Start of Block

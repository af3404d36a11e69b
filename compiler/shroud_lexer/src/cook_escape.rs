//! String literal cooking: prefix parsing and escape processing.

use shroud_ir::Span;

use crate::lex_error::{LexError, LexErrorKind};

/// Flags from a string literal prefix (`rb`, `f`, ...).
#[derive(Copy, Clone, Debug, Default, PartialEq, Eq)]
pub(crate) struct StringPrefix {
    pub raw: bool,
    pub bytes: bool,
    pub fstring: bool,
}

/// A string literal split into prefix flags and body.
#[derive(Debug)]
pub(crate) struct Literal<'a> {
    pub prefix: StringPrefix,
    pub body: &'a str,
    /// Absolute byte offset of `body` in the source.
    pub body_offset: u32,
}

/// Split a full literal slice (`rb'''...'''`) into prefix and body.
#[allow(
    clippy::cast_possible_truncation,
    reason = "source offsets bounded by u32 - entire source file < u32::MAX bytes"
)]
pub(crate) fn split_literal(slice: &str, span: Span) -> Result<Literal<'_>, LexError> {
    let quote_at = slice
        .find(['\'', '"'])
        .ok_or_else(|| LexError::new(LexErrorKind::UnterminatedString, span))?;
    let prefix_text = &slice[..quote_at];
    let prefix = parse_prefix(prefix_text)
        .ok_or_else(|| LexError::new(LexErrorKind::InvalidStringPrefix(prefix_text.into()), span))?;

    let quoted = &slice[quote_at..];
    let quote = &quoted[..1];
    let triple = quoted.len() >= 6 && quoted.starts_with(&quote.repeat(3));
    let width = if triple { 3 } else { 1 };
    if quoted.len() < 2 * width {
        return Err(LexError::new(LexErrorKind::UnterminatedString, span));
    }
    Ok(Literal {
        prefix,
        body: &quoted[width..quoted.len() - width],
        body_offset: span.start + (quote_at + width) as u32,
    })
}

fn parse_prefix(text: &str) -> Option<StringPrefix> {
    let mut prefix = StringPrefix::default();
    let mut unicode = false;
    for c in text.chars() {
        let flag = match c.to_ascii_lowercase() {
            'r' => &mut prefix.raw,
            'b' => &mut prefix.bytes,
            'f' => &mut prefix.fstring,
            'u' => &mut unicode,
            _ => return None,
        };
        if *flag {
            return None;
        }
        *flag = true;
    }
    let valid = match (unicode, prefix.bytes, prefix.fstring) {
        (true, false, false) => !prefix.raw,
        (false, true, true) => false,
        (false, _, _) => true,
        _ => false,
    };
    valid.then_some(prefix)
}

/// Which escapes apply: `\u`, `\U` and `\N` only exist in text literals.
#[derive(Copy, Clone, Debug, PartialEq, Eq)]
pub(crate) enum EscapeMode {
    Text,
    Bytes,
}

/// Resolve backslash escapes in `body`.
///
/// Unknown escapes keep their backslash, as the runtime does. In bytes mode
/// `\xhh` and octal escapes produce code points below 256 that the caller
/// narrows to bytes.
#[allow(
    clippy::cast_possible_truncation,
    reason = "source offsets bounded by u32 - entire source file < u32::MAX bytes"
)]
pub(crate) fn cook_escapes(body: &str, offset: u32, mode: EscapeMode) -> Result<String, LexError> {
    if !body.contains('\\') {
        return Ok(body.to_string());
    }

    let mut out = String::with_capacity(body.len());
    let mut chars = body.char_indices().peekable();
    while let Some((i, c)) = chars.next() {
        if c != '\\' {
            out.push(c);
            continue;
        }
        let esc_span = |len: usize| {
            let start = offset + i as u32;
            Span::new(start, start + len as u32)
        };
        let Some((_, esc)) = chars.next() else {
            out.push('\\');
            break;
        };
        match esc {
            '\n' => {}
            '\r' => {
                if chars.peek().is_some_and(|&(_, c)| c == '\n') {
                    chars.next();
                }
            }
            '\\' | '\'' | '"' => out.push(esc),
            'a' => out.push('\x07'),
            'b' => out.push('\x08'),
            'f' => out.push('\x0C'),
            'n' => out.push('\n'),
            'r' => out.push('\r'),
            't' => out.push('\t'),
            'v' => out.push('\x0B'),
            '0'..='7' => {
                let mut value = esc.to_digit(8).unwrap_or(0);
                for _ in 0..2 {
                    match chars.peek().and_then(|&(_, c)| c.to_digit(8)) {
                        Some(digit) => {
                            value = value * 8 + digit;
                            chars.next();
                        }
                        None => break,
                    }
                }
                let cooked = char::from_u32(value)
                    .ok_or_else(|| LexError::new(LexErrorKind::InvalidEscape(esc), esc_span(2)))?;
                out.push(cooked);
            }
            'x' => out.push(take_hex(&mut chars, 2, esc, esc_span(4))?),
            'u' if mode == EscapeMode::Text => out.push(take_hex(&mut chars, 4, esc, esc_span(6))?),
            'U' if mode == EscapeMode::Text => {
                out.push(take_hex(&mut chars, 8, esc, esc_span(10))?);
            }
            'N' if mode == EscapeMode::Text => {
                return Err(LexError::new(LexErrorKind::NamedUnicodeEscape, esc_span(2)));
            }
            other => {
                out.push('\\');
                out.push(other);
            }
        }
    }
    Ok(out)
}

fn take_hex(
    chars: &mut std::iter::Peekable<std::str::CharIndices<'_>>,
    digits: usize,
    esc: char,
    span: Span,
) -> Result<char, LexError> {
    let mut value = 0u32;
    for _ in 0..digits {
        let digit = chars
            .next()
            .and_then(|(_, c)| c.to_digit(16))
            .ok_or_else(|| LexError::new(LexErrorKind::InvalidEscape(esc), span))?;
        value = value * 16 + digit;
    }
    char::from_u32(value).ok_or_else(|| LexError::new(LexErrorKind::InvalidEscape(esc), span))
}

/// Narrow cooked bytes-literal text to raw bytes.
pub(crate) fn into_bytes(text: &str, span: Span) -> Result<Vec<u8>, LexError> {
    text.chars()
        .map(|c| u8::try_from(u32::from(c)).map_err(|_| LexError::new(LexErrorKind::NonAsciiBytes, span)))
        .collect()
}

#[cfg(test)]
mod tests {
    use super::*;
    use pretty_assertions::assert_eq;

    fn cook(body: &str) -> String {
        match cook_escapes(body, 0, EscapeMode::Text) {
            Ok(text) => text,
            Err(err) => panic!("cooking {body:?} failed: {err}"),
        }
    }

    #[test]
    fn simple_escapes() {
        assert_eq!(cook(r"a\nb\tc"), "a\nb\tc");
        assert_eq!(cook(r#"\'\"\\"#), "'\"\\");
        assert_eq!(cook(r"\a\b\f\v\r"), "\x07\x08\x0C\x0B\r");
    }

    #[test]
    fn numeric_escapes() {
        assert_eq!(cook(r"\x41\101é\U0001F600"), "AAé😀");
        assert_eq!(cook(r"\0"), "\0");
    }

    #[test]
    fn unknown_escape_keeps_backslash() {
        assert_eq!(cook(r"\d+\q"), "\\d+\\q");
    }

    #[test]
    fn line_continuation_inside_literal() {
        assert_eq!(cook("ab\\\ncd"), "abcd");
    }

    #[test]
    fn malformed_hex_is_an_error() {
        let err = cook_escapes(r"\x4", 10, EscapeMode::Text);
        assert!(matches!(
            err,
            Err(LexError {
                kind: LexErrorKind::InvalidEscape('x'),
                ..
            })
        ));
    }

    #[test]
    fn bytes_mode_keeps_unicode_escapes_literal() {
        let cooked = cook_escapes(r"\x00\xff\u1234", 0, EscapeMode::Bytes);
        assert_eq!(cooked, Ok("\u{0}\u{ff}\\u1234".to_string()));
        let bytes = into_bytes("\u{0}\u{ff}A", Span::DUMMY);
        assert_eq!(bytes, Ok(vec![0, 255, b'A']));
    }

    #[test]
    fn prefixes() {
        let raw_bytes = split_literal("rb'x'", Span::new(0, 5));
        let Ok(lit) = raw_bytes else {
            panic!("rb prefix rejected");
        };
        assert!(lit.prefix.raw && lit.prefix.bytes && !lit.prefix.fstring);
        assert_eq!(lit.body, "x");
        assert_eq!(lit.body_offset, 3);

        let Ok(triple) = split_literal(r#""""a"b""""#, Span::new(0, 10)) else {
            panic!("triple-quoted literal rejected");
        };
        assert_eq!(triple.body, "a\"b");

        assert!(split_literal("bf'x'", Span::new(0, 5)).is_err());
        assert!(split_literal("ur'x'", Span::new(0, 5)).is_err());
        assert!(split_literal("U'x'", Span::new(0, 4)).is_ok());
    }
}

End of Block

From the listing above, pick out every line containing "Debug".

SOLUTION:
#[derive(Copy, Clone, Debug, Default, PartialEq, Eq)]
#[derive(Debug)]
#[derive(Copy, Clone, Debug, PartialEq, Eq)]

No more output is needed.